What is the number of lines in the entries below that include the word "Creates"? Provide the number only.

[Start of section]

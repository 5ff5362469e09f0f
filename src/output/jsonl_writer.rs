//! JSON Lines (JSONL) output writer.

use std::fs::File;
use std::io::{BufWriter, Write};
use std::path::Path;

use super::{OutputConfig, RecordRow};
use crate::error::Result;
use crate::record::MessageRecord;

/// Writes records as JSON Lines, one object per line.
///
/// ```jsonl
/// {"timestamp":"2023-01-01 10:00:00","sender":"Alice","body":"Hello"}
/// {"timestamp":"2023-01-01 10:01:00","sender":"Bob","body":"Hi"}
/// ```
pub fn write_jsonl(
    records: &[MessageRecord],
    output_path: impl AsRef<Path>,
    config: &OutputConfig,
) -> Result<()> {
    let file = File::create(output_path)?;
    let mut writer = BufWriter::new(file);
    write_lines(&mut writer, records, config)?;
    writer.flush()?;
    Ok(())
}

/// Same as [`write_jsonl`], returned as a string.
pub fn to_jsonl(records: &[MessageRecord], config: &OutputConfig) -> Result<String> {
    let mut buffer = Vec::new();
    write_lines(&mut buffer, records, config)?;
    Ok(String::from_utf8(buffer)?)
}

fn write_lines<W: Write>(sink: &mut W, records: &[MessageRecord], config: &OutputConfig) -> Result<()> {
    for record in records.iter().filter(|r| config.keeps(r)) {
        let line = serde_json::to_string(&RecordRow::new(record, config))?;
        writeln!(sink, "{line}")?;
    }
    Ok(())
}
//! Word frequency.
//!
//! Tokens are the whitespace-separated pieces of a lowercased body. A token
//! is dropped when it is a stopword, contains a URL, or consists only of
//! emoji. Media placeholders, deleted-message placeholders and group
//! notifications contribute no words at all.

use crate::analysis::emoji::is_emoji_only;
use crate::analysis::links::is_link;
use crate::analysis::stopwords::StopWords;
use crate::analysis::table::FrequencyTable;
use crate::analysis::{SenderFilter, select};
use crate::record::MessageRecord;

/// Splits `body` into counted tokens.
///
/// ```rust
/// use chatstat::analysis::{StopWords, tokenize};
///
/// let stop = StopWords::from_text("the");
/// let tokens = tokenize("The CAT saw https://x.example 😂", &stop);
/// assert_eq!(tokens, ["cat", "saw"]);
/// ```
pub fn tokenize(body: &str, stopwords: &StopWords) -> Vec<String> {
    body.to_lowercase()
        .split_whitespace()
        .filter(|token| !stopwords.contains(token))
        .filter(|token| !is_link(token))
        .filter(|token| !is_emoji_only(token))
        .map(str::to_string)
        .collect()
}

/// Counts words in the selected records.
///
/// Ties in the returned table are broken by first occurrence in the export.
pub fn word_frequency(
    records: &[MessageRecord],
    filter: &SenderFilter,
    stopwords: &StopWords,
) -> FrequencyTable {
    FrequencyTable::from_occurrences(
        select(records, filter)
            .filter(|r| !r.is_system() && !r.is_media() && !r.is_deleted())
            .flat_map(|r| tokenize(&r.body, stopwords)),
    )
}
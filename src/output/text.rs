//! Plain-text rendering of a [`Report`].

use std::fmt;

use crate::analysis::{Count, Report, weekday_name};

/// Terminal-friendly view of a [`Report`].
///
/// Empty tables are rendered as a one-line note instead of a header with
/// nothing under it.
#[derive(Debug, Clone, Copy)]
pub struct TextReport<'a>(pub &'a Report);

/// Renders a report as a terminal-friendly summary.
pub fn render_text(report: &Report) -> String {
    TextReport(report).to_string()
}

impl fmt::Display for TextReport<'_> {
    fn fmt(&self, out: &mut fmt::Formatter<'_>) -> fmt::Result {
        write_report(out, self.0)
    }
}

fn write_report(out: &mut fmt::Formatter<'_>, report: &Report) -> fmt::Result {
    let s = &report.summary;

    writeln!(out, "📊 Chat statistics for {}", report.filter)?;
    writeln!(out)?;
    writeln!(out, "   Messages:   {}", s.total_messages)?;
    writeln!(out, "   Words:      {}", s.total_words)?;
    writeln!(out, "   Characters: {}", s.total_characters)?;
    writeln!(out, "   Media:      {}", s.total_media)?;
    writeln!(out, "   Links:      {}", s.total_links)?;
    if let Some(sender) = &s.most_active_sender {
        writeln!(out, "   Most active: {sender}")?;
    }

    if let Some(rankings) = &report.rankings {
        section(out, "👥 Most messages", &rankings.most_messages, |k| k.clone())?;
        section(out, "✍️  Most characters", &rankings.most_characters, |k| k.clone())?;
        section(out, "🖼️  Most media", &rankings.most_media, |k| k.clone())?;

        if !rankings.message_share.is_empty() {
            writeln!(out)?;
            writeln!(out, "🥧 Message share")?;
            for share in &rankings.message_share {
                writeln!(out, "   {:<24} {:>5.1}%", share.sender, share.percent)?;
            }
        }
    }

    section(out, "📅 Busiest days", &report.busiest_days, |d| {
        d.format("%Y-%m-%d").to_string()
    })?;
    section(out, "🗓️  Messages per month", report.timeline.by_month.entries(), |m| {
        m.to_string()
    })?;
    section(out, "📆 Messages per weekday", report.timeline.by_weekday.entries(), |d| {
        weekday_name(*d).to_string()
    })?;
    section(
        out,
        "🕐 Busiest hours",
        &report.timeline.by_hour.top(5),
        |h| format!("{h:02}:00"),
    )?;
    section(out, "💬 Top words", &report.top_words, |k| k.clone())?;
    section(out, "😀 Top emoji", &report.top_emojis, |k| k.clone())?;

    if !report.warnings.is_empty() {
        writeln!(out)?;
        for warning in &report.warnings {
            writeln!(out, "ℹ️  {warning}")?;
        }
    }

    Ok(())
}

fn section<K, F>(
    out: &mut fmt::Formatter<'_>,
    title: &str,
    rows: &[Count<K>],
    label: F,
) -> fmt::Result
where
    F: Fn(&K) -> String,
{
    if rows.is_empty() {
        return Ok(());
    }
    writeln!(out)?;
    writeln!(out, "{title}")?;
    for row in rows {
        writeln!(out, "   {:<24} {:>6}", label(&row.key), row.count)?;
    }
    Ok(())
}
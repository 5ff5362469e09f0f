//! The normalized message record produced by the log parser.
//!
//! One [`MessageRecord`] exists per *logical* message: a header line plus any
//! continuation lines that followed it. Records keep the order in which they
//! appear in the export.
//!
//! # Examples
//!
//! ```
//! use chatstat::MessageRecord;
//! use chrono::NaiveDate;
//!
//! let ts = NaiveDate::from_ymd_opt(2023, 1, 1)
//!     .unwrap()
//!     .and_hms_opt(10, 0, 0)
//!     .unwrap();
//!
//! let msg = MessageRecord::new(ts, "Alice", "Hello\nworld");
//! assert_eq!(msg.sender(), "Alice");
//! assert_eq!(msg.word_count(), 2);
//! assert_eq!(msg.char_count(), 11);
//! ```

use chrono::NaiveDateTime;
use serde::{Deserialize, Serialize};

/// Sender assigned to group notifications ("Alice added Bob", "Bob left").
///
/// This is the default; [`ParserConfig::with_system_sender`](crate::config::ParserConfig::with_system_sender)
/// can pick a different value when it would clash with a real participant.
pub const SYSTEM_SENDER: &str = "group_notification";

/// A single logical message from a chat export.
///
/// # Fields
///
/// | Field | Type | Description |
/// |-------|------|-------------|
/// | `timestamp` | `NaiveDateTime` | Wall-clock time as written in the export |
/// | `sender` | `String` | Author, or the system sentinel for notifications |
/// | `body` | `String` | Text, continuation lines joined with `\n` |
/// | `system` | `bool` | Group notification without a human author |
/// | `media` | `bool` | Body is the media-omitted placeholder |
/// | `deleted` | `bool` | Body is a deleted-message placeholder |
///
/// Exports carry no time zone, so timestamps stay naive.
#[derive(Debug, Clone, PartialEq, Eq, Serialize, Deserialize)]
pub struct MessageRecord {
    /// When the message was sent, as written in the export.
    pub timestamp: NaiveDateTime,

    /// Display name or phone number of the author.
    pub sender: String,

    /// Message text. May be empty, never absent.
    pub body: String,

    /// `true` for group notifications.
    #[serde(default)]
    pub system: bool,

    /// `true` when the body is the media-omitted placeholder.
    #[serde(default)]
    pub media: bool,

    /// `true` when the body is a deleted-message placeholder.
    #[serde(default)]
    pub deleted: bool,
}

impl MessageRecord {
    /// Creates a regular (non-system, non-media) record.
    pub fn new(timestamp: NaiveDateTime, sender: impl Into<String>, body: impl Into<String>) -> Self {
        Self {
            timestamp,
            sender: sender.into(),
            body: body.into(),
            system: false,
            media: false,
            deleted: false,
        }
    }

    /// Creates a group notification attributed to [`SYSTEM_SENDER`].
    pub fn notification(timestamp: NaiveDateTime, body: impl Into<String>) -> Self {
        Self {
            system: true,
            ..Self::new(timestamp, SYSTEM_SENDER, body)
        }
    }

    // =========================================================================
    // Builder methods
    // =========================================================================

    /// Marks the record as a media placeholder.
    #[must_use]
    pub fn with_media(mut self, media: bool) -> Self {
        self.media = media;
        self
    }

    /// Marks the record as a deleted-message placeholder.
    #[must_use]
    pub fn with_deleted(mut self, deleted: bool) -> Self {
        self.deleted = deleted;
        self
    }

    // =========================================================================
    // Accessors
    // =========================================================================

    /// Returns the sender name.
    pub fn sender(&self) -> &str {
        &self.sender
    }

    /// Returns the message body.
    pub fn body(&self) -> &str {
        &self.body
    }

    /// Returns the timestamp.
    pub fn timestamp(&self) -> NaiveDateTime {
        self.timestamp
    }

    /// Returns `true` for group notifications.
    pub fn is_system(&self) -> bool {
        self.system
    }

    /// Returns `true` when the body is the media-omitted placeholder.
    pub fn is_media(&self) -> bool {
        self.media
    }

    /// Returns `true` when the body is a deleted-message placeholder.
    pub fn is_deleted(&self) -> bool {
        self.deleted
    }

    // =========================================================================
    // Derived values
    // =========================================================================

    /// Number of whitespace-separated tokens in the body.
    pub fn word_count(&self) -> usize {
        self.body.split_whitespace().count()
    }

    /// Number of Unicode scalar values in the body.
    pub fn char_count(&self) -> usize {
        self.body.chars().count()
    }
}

[End of section]

== Output for this task ==
2